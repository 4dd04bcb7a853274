//! `cringekd train`: the full distillation pipeline.
//!
//! Load datasets and the base encoder, train with the KD objective, evaluate
//! the best checkpoint, and export a self-contained model directory with a
//! sibling `eval_metrics.json`.

use std::path::PathBuf;

use anyhow::{Context, Result};
use tracing::{info, warn};

use cringekd_core::{select_device, Dataset, Tokenizer};
use cringekd_distill::{
    export, DistillLoss, Evaluator, StudentModel, TrainConfig, Trainer,
};

use crate::config::AppConfig;

pub struct TrainArgs {
    pub train: PathBuf,
    pub val: PathBuf,
    pub model: PathBuf,
    pub output: PathBuf,
    pub max_length: Option<usize>,
    pub batch_size: Option<usize>,
    pub epochs: Option<usize>,
    pub learning_rate: Option<f64>,
    pub temperature: Option<f64>,
    pub alpha_kl: Option<f64>,
    pub alpha_ce: Option<f64>,
    pub positive_threshold: Option<f32>,
    pub seed: Option<u64>,
    pub gpu: bool,
}

pub fn run(args: TrainArgs, cfg: &AppConfig) -> Result<()> {
    let t = &cfg.training;
    let max_length = args.max_length.unwrap_or(t.max_length);
    let batch_size = args.batch_size.unwrap_or(t.batch_size);
    let epochs = args.epochs.unwrap_or(t.epochs);
    let learning_rate = args.learning_rate.unwrap_or(t.learning_rate);
    let temperature = args.temperature.unwrap_or(t.temperature);
    let alpha_kl = args.alpha_kl.unwrap_or(t.alpha_kl);
    let alpha_ce = args.alpha_ce.unwrap_or(t.alpha_ce);
    let positive_threshold = args.positive_threshold.unwrap_or(t.positive_threshold);
    let seed = args.seed.unwrap_or(t.seed);

    let device = select_device(args.gpu || cfg.device.prefer_gpu, cfg.device.cuda_device_id)?;
    if let Err(e) = device.set_seed(seed) {
        warn!(error = %e, "Device does not support explicit seeding");
    }

    // ── Load data and model ──────────────────────────────────────────────────
    let tokenizer = Tokenizer::from_file(&args.model.join("tokenizer.json"))
        .context("Failed to load tokenizer")?;

    let train_ds = Dataset::from_jsonl(&args.train)
        .with_context(|| format!("Failed to load train set from {}", args.train.display()))?;
    let val_ds = Dataset::from_jsonl(&args.val)
        .with_context(|| format!("Failed to load validation set from {}", args.val.display()))?;

    info!(
        train = train_ds.len(),
        val = val_ds.len(),
        max_length,
        batch_size,
        epochs,
        temperature,
        alpha_kl,
        alpha_ce,
        "Starting distillation"
    );

    let student = StudentModel::from_pretrained(&args.model, &device)
        .with_context(|| format!("Failed to load base encoder from {}", args.model.display()))?;

    // ── Train ────────────────────────────────────────────────────────────────
    let loss = DistillLoss::new(temperature, alpha_kl, alpha_ce);
    let mut trainer = Trainer::new(
        student,
        loss,
        TrainConfig {
            epochs,
            batch_size,
            learning_rate,
            max_length,
            seed,
        },
        args.output.clone(),
    );

    let stats = trainer.run(&train_ds, &val_ds, &tokenizer)?;

    info!(
        steps = stats.total_steps,
        best_epoch = stats.best_epoch,
        best_val_loss = stats.best_val_loss,
        elapsed = format!("{:.1}s", stats.elapsed_secs),
        "Training complete"
    );
    println!("Validation loss: {:.4}", stats.best_val_loss);

    // ── Evaluate the best checkpoint ─────────────────────────────────────────
    let student = trainer.into_student();
    let evaluator = Evaluator {
        positive_threshold,
        batch_size,
        max_length,
    };
    let report = evaluator.run(&student, &val_ds, &tokenizer)?;

    println!("Macro F1: {:.4}", report.macro_f1);
    println!("Macro precision: {:.4}", report.precision);
    println!("Macro recall: {:.4}", report.recall);

    // ── Export ───────────────────────────────────────────────────────────────
    export::export_model(&args.model, &args.output)?;
    let metrics_path = args.output.join("eval_metrics.json");
    export::write_metrics(&report, &metrics_path)?;

    println!("Model and tokenizer saved to {}", args.output.display());
    println!("Metrics written to {}", metrics_path.display());

    Ok(())
}
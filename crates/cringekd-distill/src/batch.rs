//! Tensor construction for tokenized batches.
//!
//! A [`TokenizedBatch`] is plain `Vec`s; these helpers flatten it onto a
//! device. Batch tensors live for exactly one training or inference step.

use candle_core::{Device, Tensor};
use cringekd_core::TokenizedBatch;

/// Build `(input_ids, token_type_ids, attention_mask)`, each
/// `[batch, max_length]` u32.
pub fn input_tensors(
    batch: &TokenizedBatch,
    device: &Device,
) -> candle_core::Result<(Tensor, Tensor, Tensor)> {
    Ok((
        tensor_2d_u32(&batch.input_ids, device)?,
        tensor_2d_u32(&batch.token_type_ids, device)?,
        tensor_2d_u32(&batch.attention_mask, device)?,
    ))
}

/// Build `(teacher_probs, targets)`, each `[batch, num_labels]` f32.
pub fn target_tensors(
    batch: &TokenizedBatch,
    device: &Device,
) -> candle_core::Result<(Tensor, Tensor)> {
    Ok((
        tensor_2d_f32(&batch.teacher_probs, device)?,
        tensor_2d_f32(&batch.targets, device)?,
    ))
}

fn tensor_2d_u32(rows: &[Vec<u32>], device: &Device) -> candle_core::Result<Tensor> {
    let batch = rows.len();
    let width = rows.first().map(|r| r.len()).unwrap_or(0);
    let flat: Vec<u32> = rows.iter().flat_map(|r| r.iter().copied()).collect();
    Tensor::from_vec(flat, (batch, width), device)
}

fn tensor_2d_f32(rows: &[Vec<f32>], device: &Device) -> candle_core::Result<Tensor> {
    let batch = rows.len();
    let width = rows.first().map(|r| r.len()).unwrap_or(0);
    let flat: Vec<f32> = rows.iter().flat_map(|r| r.iter().copied()).collect();
    Tensor::from_vec(flat, (batch, width), device)
}

#[cfg(test)]
mod tests {
    use super::*;
    use cringekd_core::NUM_LABELS;

    #[test]
    fn tensors_have_expected_shapes() {
        let batch = TokenizedBatch {
            input_ids: vec![vec![1, 2, 0], vec![3, 0, 0]],
            token_type_ids: vec![vec![0; 3], vec![0; 3]],
            attention_mask: vec![vec![1, 1, 0], vec![1, 0, 0]],
            teacher_probs: vec![vec![0.0; NUM_LABELS], vec![0.5; NUM_LABELS]],
            targets: vec![vec![0.0; NUM_LABELS], vec![1.0; NUM_LABELS]],
        };
        let device = Device::Cpu;
        let (ids, types, mask) = input_tensors(&batch, &device).unwrap();
        assert_eq!(ids.dims(), &[2, 3]);
        assert_eq!(types.dims(), &[2, 3]);
        assert_eq!(mask.dims(), &[2, 3]);

        let (teacher, targets) = target_tensors(&batch, &device).unwrap();
        assert_eq!(teacher.dims(), &[2, NUM_LABELS]);
        assert_eq!(targets.dims(), &[2, NUM_LABELS]);
        assert_eq!(
            targets.to_vec2::<f32>().unwrap()[1],
            vec![1.0; NUM_LABELS]
        );
    }
}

—————

_Problem to solve:_ Scan the records for lines with the word "iter". Report how many, with no other words.

_Completed exercise:_ 2